Now, if the creatures use their wings as their arms, like bats for instance, strapping them down is not going to be an option. Instead, I'd think architecture would adapt to make use of these wings. Since these creatures will probably have very long wingspans, I'd think elliptical corridors would be favored over circular ones; that way, the creatures will be able to make flapping motions more easily. I still don't think they would actually 'fly', but they could definitely crawl along with their hands, so having enough room to make that natural flapping motion while grabbing at the walls will be helpful. With more room, corridors may become circular again so people can turn around easier, but width along at least one axis should match up with wingspan.

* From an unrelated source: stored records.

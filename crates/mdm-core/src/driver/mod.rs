//! Job driver: orchestrates one job from submission to a terminal state.
//!
//! A submitted job runs on its own task and walks a fixed state machine:
//! queued, started, downloading (per phase), merging (merge jobs only),
//! finalizing, then finished or failed. Per-phase progress is mapped into
//! the global [0,1] range and mirrored into the store and publisher on
//! every change.

mod reporter;

use std::sync::Arc;

use tokio::sync::mpsc;
use tracing::{error, info};
use uuid::Uuid;

use crate::error::JobError;
use crate::extract::{ExtractError, SourceExtractor, StreamDescriptor};
use crate::fetch::{self, FetchEvent};
use crate::job::{
    mime_for_ext, split_selector, JobId, JobKind, JobRequest, JobResult, JobSnapshot, JobStatus,
};
use crate::merge::{MergeRequest, StreamMerger};
use crate::names::{sanitize_title, short_uid};
use crate::phase::{PhaseKind, PhaseSpan, MERGE_AUDIO, MERGE_MUX, MERGE_VIDEO, PROGRESSIVE};
use crate::publish::ProgressPublisher;
use crate::retry::RetryPolicy;
use crate::storage::LocalStorage;
use crate::store::JobStore;

pub use reporter::{Reporter, TransferMetrics};

/// Capacity of the per-phase event channels between workers and the driver.
const EVENT_BUFFER: usize = 64;

/// Owns the collaborators a job needs and runs jobs against them.
pub struct JobDriver {
    store: Arc<JobStore>,
    publisher: Arc<ProgressPublisher>,
    extractor: Arc<dyn SourceExtractor>,
    merger: Arc<dyn StreamMerger>,
    storage: LocalStorage,
    retry: RetryPolicy,
}

impl JobDriver {
    pub fn new(
        store: Arc<JobStore>,
        publisher: Arc<ProgressPublisher>,
        extractor: Arc<dyn SourceExtractor>,
        merger: Arc<dyn StreamMerger>,
        storage: LocalStorage,
        retry: RetryPolicy,
    ) -> Self {
        Self {
            store,
            publisher,
            extractor,
            merger,
            storage,
            retry,
        }
    }

    pub fn store(&self) -> &Arc<JobStore> {
        &self.store
    }

    pub fn publisher(&self) -> &Arc<ProgressPublisher> {
        &self.publisher
    }

    /// Accept a job, record it as queued, and spawn its execution.
    pub fn submit(self: &Arc<Self>, request: JobRequest) -> JobId {
        let id: JobId = Uuid::new_v4().to_string();
        let kind = JobKind::classify(&request.format_selector);
        let snapshot = JobSnapshot::queued(id.clone(), kind);
        self.store.upsert(snapshot.clone());
        self.publisher.publish(&snapshot);
        info!(job = %id, kind = ?kind, url = %request.url, "job submitted");

        let driver = Arc::clone(self);
        let job_id = id.clone();
        tokio::spawn(async move {
            driver.execute(job_id, request).await;
        });
        id
    }

    /// Run a job to a terminal state. Every exit path lands in exactly one
    /// of finished/failed, and the job's topic is retired afterwards.
    pub async fn execute(&self, id: JobId, request: JobRequest) {
        let kind = JobKind::classify(&request.format_selector);
        let mut reporter = Reporter::new(
            Arc::clone(&self.store),
            Arc::clone(&self.publisher),
            id.clone(),
            kind,
        );

        match self.run(&mut reporter, kind, &request).await {
            Ok(result) => {
                info!(job = %id, file = %result.file_name, "job finished");
                reporter.finish(result);
            }
            Err(e) => {
                error!(job = %id, error = %e, "job failed");
                reporter.fail(e.to_string());
            }
        }
        self.publisher.retire(&id);
    }

    async fn run(
        &self,
        reporter: &mut Reporter,
        kind: JobKind,
        request: &JobRequest,
    ) -> Result<JobResult, JobError> {
        reporter.transition(JobStatus::Started, "resolving source");
        let info = self.extractor.extract(&request.url).await?;

        let title = request
            .title
            .clone()
            .or_else(|| info.title.clone())
            .unwrap_or_else(|| "download".to_string());
        let safe = sanitize_title(&title);
        let uid = short_uid();

        match kind {
            JobKind::Merge => {
                let (video_id, audio_id) = split_selector(&request.format_selector)
                    .ok_or_else(|| {
                        JobError::Internal(format!(
                            "merge job with progressive selector {}",
                            request.format_selector
                        ))
                    })?;
                let video = lookup(&info, video_id)?.clone();
                let audio = lookup(&info, audio_id)?.clone();

                let video_name = format!("{}-{}-v.{}", safe, uid, video.container);
                let audio_name = format!("{}-{}-a.{}", safe, uid, audio.container);
                let video_path = self
                    .fetch_phase(reporter, PhaseKind::Video, MERGE_VIDEO, &video, &video_name)
                    .await?;
                let audio_path = self
                    .fetch_phase(reporter, PhaseKind::Audio, MERGE_AUDIO, &audio, &audio_name)
                    .await?;

                reporter.transition(JobStatus::Merging, "merging");
                let out_base = self.storage.scratch_path(&format!("{}-{}-merged", safe, uid));
                let outcome = self
                    .merge_phase(reporter, video_path, audio_path, out_base)
                    .await?;

                reporter.transition(JobStatus::Finalizing, "finalizing");
                let final_name = format!("{}.{}", safe, outcome.container.ext());
                self.finalize(&outcome.path, &final_name, outcome.container.mime())
            }
            JobKind::Progressive => {
                let stream = lookup(&info, &request.format_selector)?.clone();
                let ext = if !stream.container.is_empty() {
                    stream.container.clone()
                } else {
                    request.ext_hint.clone().unwrap_or_else(|| "mp4".to_string())
                };
                let scratch_name = format!("{}-{}.{}", safe, uid, ext);
                let path = self
                    .fetch_phase(
                        reporter,
                        PhaseKind::Progressive,
                        PROGRESSIVE,
                        &stream,
                        &scratch_name,
                    )
                    .await?;

                reporter.transition(JobStatus::Finalizing, "finalizing");
                let final_name = format!("{}.{}", safe, ext);
                self.finalize(&path, &final_name, mime_for_ext(&ext))
            }
        }
    }

    /// Download one stream on a blocking thread, relaying its events into
    /// reporter updates scaled to the phase's span.
    async fn fetch_phase(
        &self,
        reporter: &mut Reporter,
        phase: PhaseKind,
        span: PhaseSpan,
        stream: &StreamDescriptor,
        scratch_name: &str,
    ) -> Result<std::path::PathBuf, JobError> {
        reporter.downloading(phase, span.base, TransferMetrics::default());

        let dest = self.storage.scratch_path(scratch_name);
        let (tx, mut rx) = mpsc::channel::<FetchEvent>(EVENT_BUFFER);
        let policy = self.retry;
        let desc = stream.clone();
        let dest_for_worker = dest.clone();
        let worker = tokio::task::spawn_blocking(move || {
            fetch::fetch_stream(&desc, &dest_for_worker, &policy, &tx)
        });

        while let Some(event) = rx.recv().await {
            match event {
                FetchEvent::Progress {
                    downloaded_bytes,
                    total_bytes,
                    speed_bps,
                    eta_seconds,
                    fraction,
                } => {
                    let p01 = fraction.map(|f| span.global(f)).unwrap_or(span.base);
                    reporter.downloading(
                        phase,
                        p01,
                        TransferMetrics {
                            downloaded_bytes: Some(downloaded_bytes),
                            total_bytes,
                            speed_bps: Some(speed_bps),
                            eta_seconds,
                        },
                    );
                }
                FetchEvent::Retrying {
                    attempt,
                    max_attempts,
                    ..
                } => {
                    reporter.note(format!("retrying, attempt {}/{}", attempt, max_attempts));
                }
            }
        }

        let path = worker
            .await
            .map_err(|e| JobError::Internal(format!("fetch worker panicked: {}", e)))??;
        Ok(path)
    }

    /// Run the mux while relaying its progress into the merge span.
    async fn merge_phase(
        &self,
        reporter: &mut Reporter,
        video_path: std::path::PathBuf,
        audio_path: std::path::PathBuf,
        output_base: std::path::PathBuf,
    ) -> Result<crate::merge::MergeOutcome, JobError> {
        let (tx, mut rx) = mpsc::channel::<crate::merge::MergeProgress>(EVENT_BUFFER);
        let req = MergeRequest {
            video_path,
            audio_path,
            output_base,
        };

        let merger = Arc::clone(&self.merger);
        let (outcome, ()) = tokio::join!(merger.merge(req, tx), async {
            while let Some(p) = rx.recv().await {
                // Without a known duration, hold at the phase floor.
                let local = p.fraction.unwrap_or(0.0);
                reporter.merging_progress(MERGE_MUX.global(local));
            }
        });
        Ok(outcome?)
    }

    /// Promote the artifact into final storage and build the job result.
    fn finalize(
        &self,
        scratch_path: &std::path::Path,
        final_name: &str,
        mime: &str,
    ) -> Result<JobResult, JobError> {
        let dest = self
            .storage
            .move_into_storage(scratch_path, final_name)
            .map_err(|e| JobError::Storage(format!("{:#}", e)))?;
        let size_bytes = std::fs::metadata(&dest)
            .map(|m| m.len())
            .map_err(|e| JobError::Storage(format!("stat {}: {}", dest.display(), e)))?;
        Ok(JobResult {
            path: dest,
            file_name: final_name.to_string(),
            mime: mime.to_string(),
            size_bytes,
        })
    }
}

fn lookup<'a>(
    info: &'a crate::extract::MediaInfo,
    id: &str,
) -> Result<&'a StreamDescriptor, ExtractError> {
    info.stream(id)
        .ok_or_else(|| ExtractError::UnknownFormat(id.to_string()))
}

I'd think that birdlike creatures would be much more comfortable with the modern design of spaceships than humans are; after all, they can and do move in all three axes. Therefore, I don't think they would depart too far from the current spaceship designs: just put everything on the walls, make sure people can pivot enough to turn in any direction and pass each other going any direction, and don't put people in situations where they're stuck in empty air with no hand-or-footholds.
As to your concern over broken bones, I don't think there's much that would be done. Just look at how astronauts don't wear helmets; they're not worried about giving themselves concussions, so the bird-people shouldn't worry about breaking their wings off. If anything, training is better than protection; the added weight of knowing how to not hurt yourself is far lighter than a ship full of pillows.